Work to be completed ▸
Show every line of the material that follows in which the word "struct" occurs.

--- --- ---

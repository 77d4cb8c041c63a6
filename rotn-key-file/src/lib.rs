//! File-based key policy for `rotn`.
//!
//! This policy reads key bindings from a directory and is suitable for
//! development and testing environments.

#![warn(clippy::pedantic, clippy::nursery)]

use rand::{distributions::Alphanumeric, rngs::OsRng, Rng};
use rotn::error::KeyPolicyError;
use rotn::key_policy::{KeyBinding, KeyPolicy, SYSTEM_KEY_ID};
use rotn::transform::Rotation;
use secrecy::{ExposeSecret, SecretString};
use serde::{Deserialize, Serialize};
use std::fs::{self, OpenOptions};
use std::io::{self, Write};
use std::path::{Path, PathBuf};
use tracing::{debug, info, warn};
use zeroize::{Zeroize, Zeroizing};

/// Extension of key files.
const KEY_FILE_EXTENSION: &str = "key";

/// Length of generated system passwords.
const PASSWORD_LEN: usize = 32;

/// Key set written by [`FileKeyPolicy::init`]: system, then user keys.
const DEFAULT_KEYS: [(&str, u8); 3] = [(SYSTEM_KEY_ID, 13), ("user1", 4), ("user2", 19)];

/// File-based key policy for development and testing.
///
/// Keys are stored one TOML file per key:
/// ```text
/// keys/
/// ├── system.key   rotation = 13, secret = "<password>"  (0600 permissions)
/// ├── user1.key    rotation = 4
/// └── user2.key    rotation = 19
/// ```
///
/// A key file holding a non-empty `secret` binds like the system key: the
/// caller must present that secret. A key file without one binds like a user
/// key.
pub struct FileKeyPolicy {
    key_dir: PathBuf,
}

/// On-disk content of one key file.
#[derive(Serialize, Deserialize)]
#[serde(deny_unknown_fields)]
struct KeyFile {
    rotation: u8,
    #[serde(default, skip_serializing_if = "Option::is_none")]
    secret: Option<String>,
}

impl Drop for KeyFile {
    fn drop(&mut self) {
        self.secret.zeroize();
    }
}

/// Validated content of one key file.
struct KeyEntry {
    rotation: Rotation,
    secret: Option<SecretString>,
}

impl FileKeyPolicy {
    /// Creates a new `FileKeyPolicy`.
    ///
    /// # Arguments
    ///
    /// * `key_dir` - Directory containing key files
    ///
    /// # Errors
    ///
    /// Returns error if the directory doesn't exist.
    pub fn new(key_dir: impl Into<PathBuf>) -> Result<Self, KeyPolicyError> {
        let key_dir = key_dir.into();
        if !key_dir.is_dir() {
            return Err(KeyPolicyError::Io(io::Error::new(
                io::ErrorKind::NotFound,
                format!("key directory does not exist: {}", key_dir.display()),
            )));
        }
        Ok(Self { key_dir })
    }

    /// Initializes a key directory with the default key set and returns the
    /// generated system password.
    ///
    /// Either every default key is written or none is: existing key files are
    /// detected before anything is written, and files written before a later
    /// failure are removed again.
    ///
    /// # Errors
    ///
    /// Returns error if the directory cannot be created or if any of the key
    /// files already exists.
    pub fn init(key_dir: impl AsRef<Path>) -> Result<SecretString, KeyPolicyError> {
        let key_dir = key_dir.as_ref();
        fs::create_dir_all(key_dir)?;
        let policy = Self::new(key_dir)?;

        let targets = DEFAULT_KEYS
            .iter()
            .map(|(key_id, _)| policy.key_path(key_id))
            .collect::<Result<Vec<_>, _>>()?;
        if let Some(existing) = targets.iter().find(|path| path.exists()) {
            return Err(KeyPolicyError::Io(io::Error::new(
                io::ErrorKind::AlreadyExists,
                format!("key file already exists: {}", existing.display()),
            )));
        }

        let password = generate_password();
        let mut written = Vec::with_capacity(targets.len());
        for ((key_id, distance), path) in DEFAULT_KEYS.into_iter().zip(targets) {
            let secret = (key_id == SYSTEM_KEY_ID).then_some(&password);
            let result = Rotation::new(distance)
                .ok_or_else(|| KeyPolicyError::Malformed(format!("rotation {distance}")))
                .and_then(|rotation| policy.add_key(key_id, rotation, secret));
            if let Err(err) = result {
                remove_key_files(&written);
                return Err(err);
            }
            written.push(path);
        }

        info!(key_dir = %key_dir.display(), "key directory initialized");
        Ok(password)
    }

    /// Writes a new key file.
    ///
    /// An empty secret is not stored; the key then binds as a user key.
    ///
    /// # Errors
    ///
    /// Returns `KeyPolicyError::UnknownKeyId` if `key_id` contains characters
    /// other than ASCII alphanumerics, `_` and `-`, and an I/O error if the key
    /// already exists or cannot be written.
    pub fn add_key(
        &self,
        key_id: &str,
        rotation: Rotation,
        secret: Option<&SecretString>,
    ) -> Result<(), KeyPolicyError> {
        let path = self.key_path(key_id)?;

        let key_file = KeyFile {
            rotation: rotation.distance(),
            secret: secret
                .map(|s| s.expose_secret().to_string())
                .filter(|s| !s.is_empty()),
        };
        let content = Zeroizing::new(
            toml::to_string_pretty(&key_file)
                .map_err(|e| KeyPolicyError::Malformed(format!("{key_id}: {e}")))?,
        );

        let mut options = OpenOptions::new();
        options.write(true).create_new(true);
        #[cfg(unix)]
        {
            use std::os::unix::fs::OpenOptionsExt;
            options.mode(0o600);
        }
        let mut file = options.open(&path)?;
        if let Err(err) = file.write_all(content.as_bytes()).and_then(|()| file.sync_all()) {
            remove_key_files(&[path]);
            return Err(err.into());
        }

        debug!(key_id, path = %path.display(), "key file written");
        Ok(())
    }

    /// Returns the directory keys are read from.
    #[must_use]
    pub fn key_dir(&self) -> &Path {
        &self.key_dir
    }

    fn key_path(&self, key_id: &str) -> Result<PathBuf, KeyPolicyError> {
        if key_id.is_empty() {
            return Err(KeyPolicyError::MissingKeyId);
        }
        if !key_id.bytes().all(|b| b.is_ascii_alphanumeric() || b == b'_' || b == b'-') {
            return Err(KeyPolicyError::UnknownKeyId(key_id.to_string()));
        }
        Ok(self.key_dir.join(format!("{key_id}.{KEY_FILE_EXTENSION}")))
    }

    fn load(&self, key_id: &str) -> Result<KeyEntry, KeyPolicyError> {
        let path = self.key_path(key_id)?;
        let content = match fs::read_to_string(&path) {
            Ok(content) => Zeroizing::new(content),
            Err(err) if err.kind() == io::ErrorKind::NotFound => {
                return Err(KeyPolicyError::UnknownKeyId(key_id.to_string()));
            }
            Err(err) => return Err(err.into()),
        };
        parse_key_file(key_id, &content)
    }
}

impl KeyPolicy for FileKeyPolicy {
    fn resolve(
        &self,
        key_id: &str,
        secret: Option<&SecretString>,
    ) -> Result<KeyBinding, KeyPolicyError> {
        let entry = self.load(key_id)?;

        let Some(expected) = entry.secret else {
            return Ok(KeyBinding::User { rotation: entry.rotation });
        };
        let secret = secret.ok_or_else(|| KeyPolicyError::MissingSecret(key_id.to_string()))?;
        if secret.expose_secret() != expected.expose_secret() {
            return Err(KeyPolicyError::SecretMismatch(key_id.to_string()));
        }
        Ok(KeyBinding::System { rotation: entry.rotation })
    }
}

fn parse_key_file(key_id: &str, content: &str) -> Result<KeyEntry, KeyPolicyError> {
    let mut key_file: KeyFile =
        toml::from_str(content).map_err(|e| KeyPolicyError::Malformed(format!("{key_id}: {e}")))?;

    let rotation = Rotation::new(key_file.rotation)
        .ok_or_else(|| KeyPolicyError::Malformed(format!("{key_id}: rotation must be 0-25")))?;
    let secret = key_file.secret.take().filter(|s| !s.is_empty()).map(SecretString::new);
    Ok(KeyEntry { rotation, secret })
}

fn remove_key_files(paths: &[PathBuf]) {
    for path in paths {
        if let Err(err) = fs::remove_file(path) {
            warn!(path = %path.display(), error = %err, "failed to remove key file");
        }
    }
}

fn generate_password() -> SecretString {
    let password: String =
        OsRng.sample_iter(&Alphanumeric).take(PASSWORD_LEN).map(char::from).collect();
    SecretString::new(password)
}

--- --- ---

Answer to the exercise ▸
pub struct FileKeyPolicy {
struct KeyFile {
struct KeyEntry {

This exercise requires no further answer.